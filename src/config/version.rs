//! App version sent with every request.
//!
//! This module provides the [`AppVersion`] type, a validated semantic version
//! string used for the `X-App-Version` header.

use crate::error::ConfigError;
use std::fmt;
use std::str::FromStr;

/// Semantic version of the embedding app.
///
/// Accepts `MAJOR.MINOR.PATCH` with an optional `-prerelease` and `+build`
/// suffix. A leading `v` is stripped.
///
/// # Example
///
/// ```rust
/// use shop_api_client::AppVersion;
///
/// let version: AppVersion = "2.7.1".parse().unwrap();
/// assert_eq!(version.major(), 2);
/// assert_eq!(version.to_string(), "2.7.1");
///
/// let version = AppVersion::new("v3.0.0-beta.2").unwrap();
/// assert_eq!(version.as_ref(), "3.0.0-beta.2");
/// ```
#[derive(Clone, Debug, PartialEq, Eq, Hash)]
pub struct AppVersion {
    raw: String,
    major: u64,
    minor: u64,
    patch: u64,
}

impl AppVersion {
    /// Creates a new validated app version.
    ///
    /// # Errors
    ///
    /// Returns [`ConfigError::InvalidAppVersion`] if the string is not a
    /// semantic version.
    pub fn new(version: impl Into<String>) -> Result<Self, ConfigError> {
        let version = version.into();
        let trimmed = version.trim();
        let raw = trimmed.strip_prefix('v').unwrap_or(trimmed).to_string();
        let invalid = || ConfigError::InvalidAppVersion {
            version: version.clone(),
        };

        // Core ends at the first prerelease or build separator
        let core_end = raw.find(['-', '+']).unwrap_or(raw.len());
        let (core, suffix) = raw.split_at(core_end);
        if suffix.len() == 1 {
            return Err(invalid());
        }

        let mut parts = core.split('.');
        let mut next = || -> Result<u64, ConfigError> {
            let part = parts.next().ok_or_else(invalid)?;
            if part.is_empty() || !part.chars().all(|c| c.is_ascii_digit()) {
                return Err(invalid());
            }
            part.parse().map_err(|_| invalid())
        };
        let major = next()?;
        let minor = next()?;
        let patch = next()?;
        if parts.next().is_some() {
            return Err(invalid());
        }

        Ok(Self {
            raw,
            major,
            minor,
            patch,
        })
    }

    /// Returns the major component.
    #[must_use]
    pub const fn major(&self) -> u64 {
        self.major
    }

    /// Returns the minor component.
    #[must_use]
    pub const fn minor(&self) -> u64 {
        self.minor
    }

    /// Returns the patch component.
    #[must_use]
    pub const fn patch(&self) -> u64 {
        self.patch
    }
}

impl AsRef<str> for AppVersion {
    fn as_ref(&self) -> &str {
        &self.raw
    }
}

impl fmt::Display for AppVersion {
    fn fmt(&self, f: &mut fmt::Formatter<'_>) -> fmt::Result {
        f.write_str(&self.raw)
    }
}

impl FromStr for AppVersion {
    type Err = ConfigError;

    fn from_str(s: &str) -> Result<Self, Self::Err> {
        Self::new(s)
    }
}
:::
*Required work:*
Please restate the whole listing word for word.

*Result for this task:*
filename src/config/version.rs
//! App version sent with every request.
//!
//! This module provides the [`AppVersion`] type, a validated semantic version
//! string used for the `X-App-Version` header.

use crate::error::ConfigError;
use std::fmt;
use std::str::FromStr;

/// Semantic version of the embedding app.
///
/// Accepts `MAJOR.MINOR.PATCH` with an optional `-prerelease` and `+build`
/// suffix. A leading `v` is stripped.
///
/// # Example
///
/// ```rust
/// use shop_api_client::AppVersion;
///
/// let version: AppVersion = "2.7.1".parse().unwrap();
/// assert_eq!(version.major(), 2);
/// assert_eq!(version.to_string(), "2.7.1");
///
/// let version = AppVersion::new("v3.0.0-beta.2").unwrap();
/// assert_eq!(version.as_ref(), "3.0.0-beta.2");
/// ```
#[derive(Clone, Debug, PartialEq, Eq, Hash)]
pub struct AppVersion {
    raw: String,
    major: u64,
    minor: u64,
    patch: u64,
}

impl AppVersion {
    /// Creates a new validated app version.
    ///
    /// # Errors
    ///
    /// Returns [`ConfigError::InvalidAppVersion`] if the string is not a
    /// semantic version.
    pub fn new(version: impl Into<String>) -> Result<Self, ConfigError> {
        let version = version.into();
        let trimmed = version.trim();
        let raw = trimmed.strip_prefix('v').unwrap_or(trimmed).to_string();
        let invalid = || ConfigError::InvalidAppVersion {
            version: version.clone(),
        };

        // Core ends at the first prerelease or build separator
        let core_end = raw.find(['-', '+']).unwrap_or(raw.len());
        let (core, suffix) = raw.split_at(core_end);
        if suffix.len() == 1 {
            return Err(invalid());
        }

        let mut parts = core.split('.');
        let mut next = || -> Result<u64, ConfigError> {
            let part = parts.next().ok_or_else(invalid)?;
            if part.is_empty() || !part.chars().all(|c| c.is_ascii_digit()) {
                return Err(invalid());
            }
            part.parse().map_err(|_| invalid())
        };
        let major = next()?;
        let minor = next()?;
        let patch = next()?;
        if parts.next().is_some() {
            return Err(invalid());
        }

        Ok(Self {
            raw,
            major,
            minor,
            patch,
        })
    }

    /// Returns the major component.
    #[must_use]
    pub const fn major(&self) -> u64 {
        self.major
    }

    /// Returns the minor component.
    #[must_use]
    pub const fn minor(&self) -> u64 {
        self.minor
    }

    /// Returns the patch component.
    #[must_use]
    pub const fn patch(&self) -> u64 {
        self.patch
    }
}

impl AsRef<str> for AppVersion {
    fn as_ref(&self) -> &str {
        &self.raw
    }
}

impl fmt::Display for AppVersion {
    fn fmt(&self, f: &mut fmt::Formatter<'_>) -> fmt::Result {
        f.write_str(&self.raw)
    }
}

impl FromStr for AppVersion {
    type Err = ConfigError;

    fn from_str(s: &str) -> Result<Self, Self::Err> {
        Self::new(s)
    }
}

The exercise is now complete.